Material to process:
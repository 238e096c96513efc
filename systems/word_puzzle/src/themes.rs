//! Puzzle themes, their word lists and the canned definitions used by hints.

use std::{fmt, str::FromStr};

use serde::{Deserialize, Serialize};

/// Topic a puzzle word is drawn from.
#[derive(Clone, Copy, Debug, PartialEq, Eq, Hash, Serialize, Deserialize)]
#[serde(rename_all = "snake_case")]
pub enum Theme {
    /// Classical elements and their reactions.
    Elements,
    /// Plants and landscapes.
    Nature,
    /// Sky and climate.
    Weather,
    /// Laboratory equipment and substances.
    Alchemy,
    /// Rocks and gems.
    Minerals,
    /// Power and physics.
    Energy,
    /// Sea and shore.
    Ocean,
}

impl Theme {
    /// Every theme in rotation order.
    pub const ALL: [Theme; 7] = [
        Self::Elements,
        Self::Nature,
        Self::Weather,
        Self::Alchemy,
        Self::Minerals,
        Self::Energy,
        Self::Ocean,
    ];

    /// Theme assigned to a level when none is requested.
    ///
    /// Level zero is treated as level one.
    #[must_use]
    pub fn for_level(level: u32) -> Theme {
        let index = (level.max(1) - 1) as usize % Self::ALL.len();
        Self::ALL[index]
    }

    /// Lower-case name.
    #[must_use]
    pub const fn as_str(self) -> &'static str {
        match self {
            Self::Elements => "elements",
            Self::Nature => "nature",
            Self::Weather => "weather",
            Self::Alchemy => "alchemy",
            Self::Minerals => "minerals",
            Self::Energy => "energy",
            Self::Ocean => "ocean",
        }
    }

    /// Upper-case words of the theme; the first entry is the fallback.
    #[must_use]
    pub const fn words(self) -> &'static [&'static str] {
        match self {
            Self::Elements => &[
                "FLAME", "EARTH", "WATER", "BLAZE", "STONE", "PLASMA", "CINDER", "EMBERS",
                "ELEMENT", "CRYSTAL", "LIGHTNING",
            ],
            Self::Nature => &[
                "GROVE", "PLANT", "CEDAR", "BLOOM", "MAPLE", "FOREST", "MEADOW", "BRANCH",
                "BLOSSOM", "SEEDLING", "WILDERNESS",
            ],
            Self::Weather => &[
                "CLOUD", "STORM", "SLEET", "FROST", "SHOWER", "STORMY", "CLOUDY", "THUNDER",
                "DRIZZLE", "MONSOON",
            ],
            Self::Alchemy => &[
                "FLASK", "FORGE", "ETHER", "ELIXIR", "POTION", "SULFUR", "ALEMBIC", "MERCURY",
                "CRUCIBLE", "TRANSMUTE",
            ],
            Self::Minerals => &[
                "TOPAZ", "SLATE", "BERYL", "AGATE", "QUARTZ", "GARNET", "COBALT", "GRANITE",
                "OBSIDIAN", "FELDSPAR",
            ],
            Self::Energy => &[
                "POWER", "SPARK", "SOLAR", "JOULE", "CHARGE", "FUSION", "PHOTON", "VOLTAGE",
                "KINETIC", "REACTOR",
            ],
            Self::Ocean => &[
                "WAVES", "CORAL", "TIDAL", "SHORE", "LAGOON", "ANCHOR", "HARBOR", "CURRENT",
                "SEAWEED", "MARINER",
            ],
        }
    }
}

impl fmt::Display for Theme {
    fn fmt(&self, f: &mut fmt::Formatter<'_>) -> fmt::Result {
        f.write_str(self.as_str())
    }
}

/// Error returned when a string does not name a theme.
#[derive(Clone, Debug, PartialEq, Eq, thiserror::Error)]
#[error("unknown theme '{0}'")]
pub struct UnknownTheme(pub String);

impl FromStr for Theme {
    type Err = UnknownTheme;

    fn from_str(value: &str) -> Result<Self, Self::Err> {
        let needle = value.trim().to_ascii_lowercase();
        Self::ALL
            .into_iter()
            .find(|theme| theme.as_str() == needle)
            .ok_or_else(|| UnknownTheme(value.to_owned()))
    }
}

const DEFINITIONS: [(&str, &str); 16] = [
    ("FLAME", "The visible, glowing part of a fire."),
    ("PLASMA", "A hot, electrically charged state of matter."),
    ("CRYSTAL", "A solid whose atoms repeat in an ordered lattice."),
    ("FOREST", "A large area covered chiefly with trees."),
    ("MEADOW", "A field of grass and wildflowers."),
    ("CLOUD", "A visible mass of water droplets floating in the sky."),
    ("THUNDER", "The sound that follows a flash of lightning."),
    ("ELIXIR", "A magical liquid said to cure or transform."),
    ("ALEMBIC", "An apparatus once used for distilling."),
    ("CRUCIBLE", "A container that withstands very high heat."),
    ("QUARTZ", "A hard mineral made of silicon and oxygen."),
    ("OBSIDIAN", "Dark volcanic glass."),
    ("JOULE", "The unit of energy in the metric system."),
    ("FUSION", "Joining light nuclei into heavier ones."),
    ("LAGOON", "Shallow water separated from the sea by a reef or bar."),
    ("CORAL", "A hard structure built by tiny sea animals."),
];

/// Canned definition of a word, if one exists.
pub(crate) fn definition(word: &str) -> Option<&'static str> {
    DEFINITIONS
        .iter()
        .find(|(entry, _)| *entry == word)
        .map(|&(_, text)| text)
}

#[cfg(test)]
mod tests {
    use super::*;

    #[test]
    fn levels_rotate_through_themes() {
        assert_eq!(Theme::for_level(0), Theme::Elements);
        assert_eq!(Theme::for_level(1), Theme::Elements);
        assert_eq!(Theme::for_level(7), Theme::Ocean);
        assert_eq!(Theme::for_level(8), Theme::Elements);
    }

    #[test]
    fn every_theme_covers_every_length_tier() {
        for theme in Theme::ALL {
            let words = theme.words();
            assert!(words.iter().any(|w| w.len() == 5), "{theme} lacks 5 letters");
            assert!(words.iter().any(|w| w.len() == 6), "{theme} lacks 6 letters");
            assert!(words.iter().any(|w| w.len() >= 7), "{theme} lacks long words");
            assert!(
                words.iter().all(|w| w.bytes().all(|b| b.is_ascii_uppercase())),
                "{theme} has a non-letter word"
            );
        }
    }

    #[test]
    fn themes_parse_case_insensitively() {
        assert_eq!("Ocean".parse::<Theme>(), Ok(Theme::Ocean));
        assert!("lava".parse::<Theme>().is_err());
    }

    #[test]
    fn definitions_exist_only_for_listed_words() {
        assert!(definition("FLAME").is_some());
        assert_eq!(definition("BLAZE"), None);
    }
}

What is being asked:
Please report every line of the records above that contains the word "JOULE".

Result of the task:
                "POWER", "SPARK", "SOLAR", "JOULE", "CHARGE", "FUSION", "PHOTON", "VOLTAGE",
    ("JOULE", "The unit of energy in the metric system."),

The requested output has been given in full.